16 Fibres

16 fibres torn from a dress
worn by grandma, now part of her quilt,
lays on the floor,
next to the door,
by the nightstand where a wild rose rests.

16 fibres wrapped round a dazzled bloom,
caught the eye of a toddler with chestnut hair
who called out “Nana,” with a cheeky stare,
when she ran through mist-brushed meadows.

16 silk fibres gild an elegant neck
tied in a knot on a windswept deck
Where an irate woman
wears a gray fedora that shouts, “Dare me!”

16 fibres woven once tight,
unravel now shapeless in the middle of the night,
Where dreams tax a heart with peace gone missing.

16 fibres in a cold blue dawn,
filaments coiled in twisted clouds drawn,
Where yesterday’s prayers fail.

16 fibres left in a book,
tie childhood to wrinkles when friends no longer look.
Departed and frayed with time stretched thin.

16 fibres in Paul’s dusty cloak,
worn in Damascus, a sacred yoke.
His message comes in a brimstone storm, sulfur the companion.

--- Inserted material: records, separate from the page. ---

//! Terminal rendering of turns.
//!
//! `TurnRenderer` prints each turn as the user message followed by the
//! active response version, rendered as markdown through `termimad`, with a
//! `[v/n]` indicator when the turn has more than one version.

use console::style;
use parley_types::conversation::Turn;
use termimad::MadSkin;
use termimad::crossterm::style::Color;

/// Markdown renderer for the turn view.
pub struct TurnRenderer {
    skin: MadSkin,
}

impl TurnRenderer {
    pub fn new() -> Self {
        let mut skin = MadSkin::default_dark();
        skin.bold.set_fg(Color::Cyan);
        skin.headers[0].set_fg(Color::Cyan);
        skin.headers[1].set_fg(Color::Cyan);
        skin.inline_code.set_fg(Color::Yellow);
        Self { skin }
    }

    /// Render a markdown response body.
    pub fn render_markdown(&self, markdown: &str) -> String {
        self.skin.term_text(markdown).to_string()
    }

    /// Print one turn: the user message, then the displayed response.
    pub fn print_turn(&self, turn: &Turn) {
        println!(
            "  {} {} {}",
            style("You").green().bold(),
            style(format!("#{}", turn.turn_id)).dim(),
            turn.user_message.content
        );

        match turn.active_version() {
            Some(active) => {
                let badge = version_badge(turn)
                    .map(|b| format!(" {}", style(b).yellow()))
                    .unwrap_or_default();
                println!(
                    "  {}{} {}",
                    style("Character").cyan().bold(),
                    badge,
                    style(format!("#{}", active.id)).dim()
                );
                let rendered = self.render_markdown(&active.content);
                for line in rendered.trim_end().lines() {
                    println!("  {line}");
                }
            }
            None => println!("  {}", style("(no response)").dim()),
        }
        println!();
    }

    /// Print every turn of a session, or a hint when it is empty.
    pub fn print_history(&self, turns: &[Turn]) {
        if turns.is_empty() {
            println!("  {}", style("No messages yet.").dim());
            println!();
            return;
        }
        for turn in turns {
            self.print_turn(turn);
        }
    }
}

impl Default for TurnRenderer {
    fn default() -> Self {
        Self::new()
    }
}

/// `[v/n]` position indicator, shown only for turns with several versions.
pub fn version_badge(turn: &Turn) -> Option<String> {
    (turn.version_count() > 1)
        .then(|| format!("[{}/{}]", turn.active_index + 1, turn.version_count()))
}

/// Truncate `content` to `max` characters on a char boundary, adding `...`.
pub fn preview(content: &str, max: usize) -> String {
    let single_line = content.replace('\n', " ");
    if single_line.chars().count() <= max {
        return single_line;
    }
    let truncated: String = single_line.chars().take(max.saturating_sub(3)).collect();
    format!("{truncated}...")
}
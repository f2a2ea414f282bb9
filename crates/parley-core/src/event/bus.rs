//! Fan-out of conversation events from one controller to its front ends.
//!
//! The controller publishes every view change and every surfaced failure.
//! Front ends hold an [`EventSubscription`] and either await events one by
//! one or drain whatever piled up since their last command. Events
//! published while nobody is subscribed are lost, and a subscriber that
//! falls more than the configured capacity behind loses the oldest ones.

use parley_types::event::ConversationEvent;
use tokio::sync::broadcast::{self, error::RecvError, error::TryRecvError};
use tracing::warn;

/// Publishing side, owned by the conversation controller.
#[derive(Debug, Clone)]
pub struct EventBus {
    sender: broadcast::Sender<ConversationEvent>,
}

impl EventBus {
    /// A zero capacity is raised to one.
    pub fn new(capacity: usize) -> Self {
        let (sender, _) = broadcast::channel(capacity.max(1));
        Self { sender }
    }

    pub fn subscribe(&self) -> EventSubscription {
        EventSubscription {
            rx: self.sender.subscribe(),
            missed: 0,
        }
    }

    pub fn publish(&self, event: ConversationEvent) {
        // No subscriber is not an error.
        let _ = self.sender.send(event);
    }
}

/// One front end's view of the event stream.
#[derive(Debug)]
pub struct EventSubscription {
    rx: broadcast::Receiver<ConversationEvent>,
    missed: u64,
}

impl EventSubscription {
    /// Wait for the next event. `None` once the controller is gone.
    pub async fn recv(&mut self) -> Option<ConversationEvent> {
        loop {
            match self.rx.recv().await {
                Ok(event) => return Some(event),
                Err(RecvError::Lagged(skipped)) => self.lagged(skipped),
                Err(RecvError::Closed) => return None,
            }
        }
    }

    /// Everything published since the last call, oldest first.
    pub fn drain(&mut self) -> Vec<ConversationEvent> {
        let mut events = Vec::new();
        loop {
            match self.rx.try_recv() {
                Ok(event) => events.push(event),
                Err(TryRecvError::Lagged(skipped)) => self.lagged(skipped),
                Err(TryRecvError::Empty | TryRecvError::Closed) => return events,
            }
        }
    }

    /// Total events lost to lag over the subscription's lifetime.
    pub fn missed(&self) -> u64 {
        self.missed
    }

    fn lagged(&mut self, skipped: u64) {
        self.missed += skipped;
        warn!(skipped, "conversation event subscriber lagged behind");
    }
}

#[cfg(test)]
mod tests {
    use super::*;
    use parley_types::conversation::MessageId;

    fn edited(id: i64) -> ConversationEvent {
        ConversationEvent::MessageEdited {
            message_id: MessageId(id),
        }
    }

    fn edited_ids(events: &[ConversationEvent]) -> Vec<i64> {
        events
            .iter()
            .filter_map(|e| match e {
                ConversationEvent::MessageEdited { message_id } => Some(message_id.0),
                _ => None,
            })
            .collect()
    }

    #[tokio::test]
    async fn recv_delivers_in_publish_order() {
        let bus = EventBus::new(8);
        let mut events = bus.subscribe();

        bus.publish(edited(1));
        bus.publish(ConversationEvent::BalanceChanged { balance: 4 });

        assert!(matches!(
            events.recv().await,
            Some(ConversationEvent::MessageEdited { message_id: MessageId(1) })
        ));
        assert!(matches!(
            events.recv().await,
            Some(ConversationEvent::BalanceChanged { balance: 4 })
        ));
    }

    #[tokio::test]
    async fn recv_ends_when_bus_dropped() {
        let bus = EventBus::new(8);
        let mut events = bus.subscribe();
        drop(bus);
        assert!(events.recv().await.is_none());
    }

    #[test]
    fn drain_returns_backlog_then_nothing() {
        let bus = EventBus::new(8);
        let mut events = bus.subscribe();

        bus.publish(edited(1));
        bus.publish(edited(2));

        assert_eq!(edited_ids(&events.drain()), vec![1, 2]);
        assert!(events.drain().is_empty());
    }

    #[test]
    fn drain_skips_past_lag_and_counts_losses() {
        let bus = EventBus::new(2);
        let mut events = bus.subscribe();

        for id in 1..=5 {
            bus.publish(edited(id));
        }

        assert_eq!(edited_ids(&events.drain()), vec![4, 5]);
        assert_eq!(events.missed(), 3);
    }

    #[test]
    fn events_before_subscribe_are_not_replayed() {
        let bus = EventBus::new(8);
        bus.publish(edited(1));

        let mut events = bus.subscribe();
        bus.publish(edited(2));

        assert_eq!(edited_ids(&events.drain()), vec![2]);
    }

    #[test]
    fn zero_capacity_is_usable() {
        let bus = EventBus::new(0);
        let mut events = bus.subscribe();
        bus.publish(edited(1));
        assert_eq!(edited_ids(&events.drain()), vec![1]);
    }
}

16 fibres this horseman carried,
speaks no resentment with bitter words parried.
Patience, everyman’s grace, grants no time to turbulent fate.

The Englishmen, in the learned Sonnet,
strokes 16 fibres across a sallow face,
and pushes hard in a losing race,
making war with time,
line after line
rushing verse to vellum for life’s repair.